Kennst du schon "72 Stunden"? Der ist echt hammermäßig der Film.


----------



## MasterFreak (16. April 2011)

*AW: Empfehlungen für Filme (gleich welchem Genres) gesucht*

ich finde Shooter ist ein sehr guter Film mit einer guten Schauspieler Leistung und guter Politischer Kritik


----------



## MerciundDanke (17. April 2011)

*AW: Empfehlungen für Filme (gleich welchem Genres) gesucht*



poisoniC schrieb:


> Kennst du schon "72 Stunden"? Der ist echt hammermäßig der Film.


 
Nein kenne ich noch nicht, danke für den Tipp.


----------



## Dr Bakterius (17. April 2011)

*AW: Empfehlungen für Filme (gleich welchem Genres) gesucht*



MerciundDanke schrieb:


> Danke für die vielen Antworten und den Link.
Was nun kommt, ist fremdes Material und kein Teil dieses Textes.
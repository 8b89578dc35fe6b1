//! Meeting API Handlers
//!
//! Completion validates everything — notes, attendance overrides, the
//! optional book-outcome bundle — before any write; the repository then
//! applies the whole thing in one transaction (no partial commit).

use axum::{
    extract::{Path, State},
    Json,
};

use shared::models::{
    BookOutcome, ClubBookStatus, ClubMeeting, CompleteMeeting, MeetingAttendee, MeetingCreate,
    MeetingDetail, MeetingStatus, MeetingType, MeetingUpdate, RsvpRequest, RsvpStatus,
};

use crate::auth::{require_active_member, require_club_admin, CurrentUser};
use crate::core::ServerState;
use crate::db::repository::{club, meeting};
use crate::meetings::attendance;
use crate::utils::validation::{
    validate_optional_text, validate_required_text, MAX_NAME_LEN, MAX_NOTE_LEN,
    MAX_SHORT_TEXT_LEN,
};
use crate::utils::{AppError, AppResult};
use crate::voting::cycle;

/// GET /api/clubs/:id/meetings - 俱乐部会议列表
pub async fn list_for_club(
    State(state): State<ServerState>,
    current_user: CurrentUser,
    Path(id): Path<i64>,
) -> AppResult<Json<Vec<ClubMeeting>>> {
    require_active_member(&state.pool, id, current_user.id).await?;
    let meetings = meeting::find_by_club(&state.pool, id).await?;
    Ok(Json(meetings))
}

/// POST /api/clubs/:id/meetings - 创建会议 (管理员)
pub async fn create(
    State(state): State<ServerState>,
    current_user: CurrentUser,
    Path(id): Path<i64>,
    Json(payload): Json<MeetingCreate>,
) -> AppResult<Json<ClubMeeting>> {
    require_club_admin(&state.pool, id, current_user.id).await?;

    validate_required_text(&payload.title, "title", MAX_NAME_LEN)?;
    validate_optional_text(&payload.description, "description", MAX_NOTE_LEN)?;
    validate_optional_text(&payload.location, "location", MAX_SHORT_TEXT_LEN)?;

    let m = meeting::create(&state.pool, id, current_user.id, &payload).await?;
    Ok(Json(m))
}

/// GET /api/meetings/:id - 会议详情 (含参会名单)
pub async fn get_by_id(
    State(state): State<ServerState>,
    current_user: CurrentUser,
    Path(id): Path<i64>,
) -> AppResult<Json<MeetingDetail>> {
    let m = meeting::get(&state.pool, id).await?;
    require_active_member(&state.pool, m.club_id, current_user.id).await?;

    let attendees: Vec<MeetingAttendee> = meeting::find_attendees(&state.pool, id).await?;
    Ok(Json(MeetingDetail {
        meeting: m,
        attendees,
    }))
}

/// PUT /api/meetings/:id - 编辑会议 (管理员，仅 SCHEDULED)
pub async fn update(
    State(state): State<ServerState>,
    current_user: CurrentUser,
    Path(id): Path<i64>,
    Json(payload): Json<MeetingUpdate>,
) -> AppResult<Json<ClubMeeting>> {
    let m = meeting::get(&state.pool, id).await?;
    require_club_admin(&state.pool, m.club_id, current_user.id).await?;

    if let Some(title) = &payload.title {
        validate_required_text(title, "title", MAX_NAME_LEN)?;
    }
    validate_optional_text(&payload.description, "description", MAX_NOTE_LEN)?;
    validate_optional_text(&payload.location, "location", MAX_SHORT_TEXT_LEN)?;

    let m = meeting::update(&state.pool, id, &payload).await?;
    Ok(Json(m))
}

/// POST /api/meetings/:id/cancel - 取消会议 (管理员，不可逆)
pub async fn cancel(
    State(state): State<ServerState>,
    current_user: CurrentUser,
    Path(id): Path<i64>,
) -> AppResult<Json<ClubMeeting>> {
    let m = meeting::get(&state.pool, id).await?;
    require_club_admin(&state.pool, m.club_id, current_user.id).await?;

    let m = meeting::cancel(&state.pool, id).await?;
    Ok(Json(m))
}

/// POST /api/meetings/:id/rsvp - 自助 RSVP (成员)
pub async fn rsvp(
    State(state): State<ServerState>,
    current_user: CurrentUser,
    Path(id): Path<i64>,
    Json(payload): Json<RsvpRequest>,
) -> AppResult<Json<MeetingAttendee>> {
    let m = meeting::get(&state.pool, id).await?;
    require_active_member(&state.pool, m.club_id, current_user.id).await?;

    // NOT_RESPONDED is the default state, not a selectable answer
    if payload.status == RsvpStatus::NotResponded {
        return Err(AppError::validation(
            "RSVP status must be ATTENDING, MAYBE or NOT_ATTENDING".to_string(),
        ));
    }

    let a = meeting::rsvp(&state.pool, id, current_user.id, payload.status).await?;
    Ok(Json(a))
}

/// POST /api/meetings/:id/complete - 完成会议 (管理员)
///
/// 出席标记由 RSVP 预填，管理员可覆盖任意成员；仅 DISCUSSION 会议且
/// 会议书目等于当前阅读时才接受 book_outcome。
pub async fn complete(
    State(state): State<ServerState>,
    current_user: CurrentUser,
    Path(id): Path<i64>,
    Json(payload): Json<CompleteMeeting>,
) -> AppResult<Json<MeetingDetail>> {
    let m = meeting::get(&state.pool, id).await?;
    require_club_admin(&state.pool, m.club_id, current_user.id).await?;

    if m.status != MeetingStatus::Scheduled {
        return Err(AppError::business_rule(
            "Meeting is already completed or cancelled".to_string(),
        ));
    }

    validate_required_text(&payload.notes, "notes", MAX_NOTE_LEN)?;

    if let Some(outcome) = &payload.book_outcome {
        validate_book_outcome(&state, &m, outcome).await?;
    }

    let attendees = meeting::find_attendees(&state.pool, id).await?;
    let marks = attendance::seed_attendance(&attendees, &payload.attendance);

    let m = meeting::complete(
        &state.pool,
        id,
        m.club_id,
        &payload.notes,
        &marks,
        payload.book_outcome.as_ref(),
    )
    .await?;

    let attendees = meeting::find_attendees(&state.pool, id).await?;
    Ok(Json(MeetingDetail {
        meeting: m,
        attendees,
    }))
}

/// The book-outcome bundle is only valid for a DISCUSSION meeting about
/// the club's current book, and must carry the fields its status needs.
async fn validate_book_outcome(
    state: &ServerState,
    m: &ClubMeeting,
    outcome: &BookOutcome,
) -> AppResult<()> {
    if m.meeting_type != MeetingType::Discussion {
        return Err(AppError::business_rule(
            "Book outcome is only allowed for discussion meetings".to_string(),
        ));
    }

    let c = club::get(&state.pool, m.club_id).await?;
    match (m.book_id, c.current_book_id) {
        (Some(meeting_book), Some(current)) if meeting_book == current => {}
        _ => {
            return Err(AppError::business_rule(
                "Book outcome requires the meeting's book to be the club's current book"
                    .to_string(),
            ));
        }
    }

    validate_required_text(&outcome.notes, "book_outcome.notes", MAX_NOTE_LEN)?;
    match outcome.status {
        ClubBookStatus::Completed => {
            let rating = outcome.rating.ok_or_else(|| {
                AppError::validation("book_outcome.rating is required to complete".to_string())
            })?;
            cycle::validate_rating(rating).map_err(AppError::validation)?;
        }
        ClubBookStatus::Abandoned => {
            let code = outcome.reason_code.ok_or_else(|| {
                AppError::validation("book_outcome.reason_code is required to abandon".to_string())
            })?;
            cycle::validate_reason_code(code).map_err(AppError::validation)?;
        }
        ClubBookStatus::InProgress => {
            return Err(AppError::validation(
                "book_outcome.status must be COMPLETED or ABANDONED".to_string(),
            ));
        }
    }
    Ok(())
}
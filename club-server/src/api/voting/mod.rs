//! Voting API 模块

mod handler;

use axum::{
    routing::{get, post},
    Router,
};

use crate::core::ServerState;

pub fn router() -> Router<ServerState> {
    Router::new().nest("/api/clubs", routes())
}

fn routes() -> Router<ServerState> {
    Router::new()
        .route("/{id}/voting", get(handler::status))
        .route("/{id}/voting/start", post(handler::start))
        .route("/{id}/voting/end", post(handler::end))
        .route("/{id}/suggestions", post(handler::suggest))
        .route("/{id}/suggestions/{sid}/vote", post(handler::vote))
}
Da arbeite ich mich jetzt mal wirklich durch
> 
> @Chester Bennington: Hört sich interessant und lustig an, danke.
> @Dr Bakterius: Hast Du eine Liste? Ich besitze zur Zeit knapp 350 DVDs, deswegen denke ich das der ein oder andere Titel sich überschneidet..


 
Ca 1200 Stück sind es, eine Liste könnte ich nur per DVD Profiler bieten. Ne war ja nur Spass, aber bei genügend Kriterien würde sich noch was finden lassen wenn der andere Fred nix bringt


----------



## Aufpassen (19. April 2011)

The Fighters.


----------



## KampfKeks_ (3. Oktober 2011)

*AW: Empfehlungen für Filme (gleich welchem Genres) gesucht*

Vampire Nation, ist ein sehr guter Film. Kann ich dir nur wärmstens empfeheln ^^


----------



## LiquidCenTi (4. Oktober 2011)

Ghetto Gangs. Mit dem Parcour Gründer.


----------